* **WORK TO BE COMPLETED**:
The lines below that include "Relaxed" are to be found and copied.

[SOURCE DATA — start]

use std::fmt;

use crate::renderer::stats::RenderInfo;
use crate::resources::id::{ContextId, NodeId};

/// Render lifecycle notification emitted by a node.
#[derive(Debug, Clone, Copy, PartialEq, Eq)]
pub enum RenderEvent {
    /// Emitted before a node issues any graphics-context call.
    BeforeRender { node: NodeId, context: ContextId },
    /// Emitted after all of a node's draw calls were submitted.
    AfterRender {
        node: NodeId,
        context: ContextId,
        info: RenderInfo,
    },
}

impl RenderEvent {
    #[must_use]
    pub fn node(&self) -> NodeId {
        match self {
            Self::BeforeRender { node, .. } | Self::AfterRender { node, .. } => *node,
        }
    }
}

/// Handle returned by [`Node::on_render`], used to unregister the observer.
#[derive(Debug, Clone, Copy, PartialEq, Eq, Hash)]
pub struct ObserverId(u32);

type RenderObserver = Box<dyn FnMut(&RenderEvent) + Send>;

/// A minimal scene node: identity, name and render observers.
///
/// Transform hierarchy lives in the scene graph proper; the render path only
/// needs a stable identity to key per-node data by and a way to tell
/// observers that the node is being drawn.
pub struct Node {
    id: NodeId,
    pub name: String,
    observers: Vec<(ObserverId, RenderObserver)>,
    next_observer: u32,
}

impl Node {
    #[must_use]
    pub fn new(name: &str) -> Self {
        Self {
            id: NodeId::next(),
            name: name.to_string(),
            observers: Vec::new(),
            next_observer: 0,
        }
    }

    #[inline]
    #[must_use]
    pub fn id(&self) -> NodeId {
        self.id
    }

    /// Registers a callback invoked for every render event of this node.
    pub fn on_render<F>(&mut self, observer: F) -> ObserverId
    where
        F: FnMut(&RenderEvent) + Send + 'static,
    {
        let id = ObserverId(self.next_observer);
        self.next_observer = self.next_observer.wrapping_add(1);
        self.observers.push((id, Box::new(observer)));
        id
    }

    /// Unregisters an observer. Returns `false` if it was not registered.
    pub fn off(&mut self, id: ObserverId) -> bool {
        let before = self.observers.len();
        self.observers.retain(|(observer, _)| *observer != id);
        self.observers.len() != before
    }

    #[inline]
    #[must_use]
    pub fn observer_count(&self) -> usize {
        self.observers.len()
    }

    /// Delivers `event` to the observers in registration order.
    pub fn emit(&mut self, event: &RenderEvent) {
        for (_, observer) in &mut self.observers {
            observer(event);
        }
    }
}

impl Default for Node {
    fn default() -> Self {
        Self::new("Node")
    }
}

impl fmt::Debug for Node {
    fn fmt(&self, f: &mut fmt::Formatter<'_>) -> fmt::Result {
        f.debug_struct("Node")
            .field("id", &self.id)
            .field("name", &self.name)
            .field("observers", &self.observers.len())
            .finish()
    }
}

#[cfg(test)]
mod tests {
    use super::*;
    use std::sync::Arc;
    use std::sync::atomic::{AtomicUsize, Ordering};

    #[test]
    fn observers_can_be_removed() {
        let mut node = Node::new("n");
        let hits = Arc::new(AtomicUsize::new(0));

        let counter = hits.clone();
        let id = node.on_render(move |_| {
            counter.fetch_add(1, Ordering::Relaxed);
        });

        let event = RenderEvent::BeforeRender {
            node: node.id(),
            context: ContextId::next(),
        };
        node.emit(&event);
        assert!(node.off(id));
        assert!(!node.off(id));
        node.emit(&event);

        assert_eq!(hits.load(Ordering::Relaxed), 1);
    }
}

[SOURCE DATA — finish]

* **REPLY**:
            counter.fetch_add(1, Ordering::Relaxed);
        assert_eq!(hits.load(Ordering::Relaxed), 1);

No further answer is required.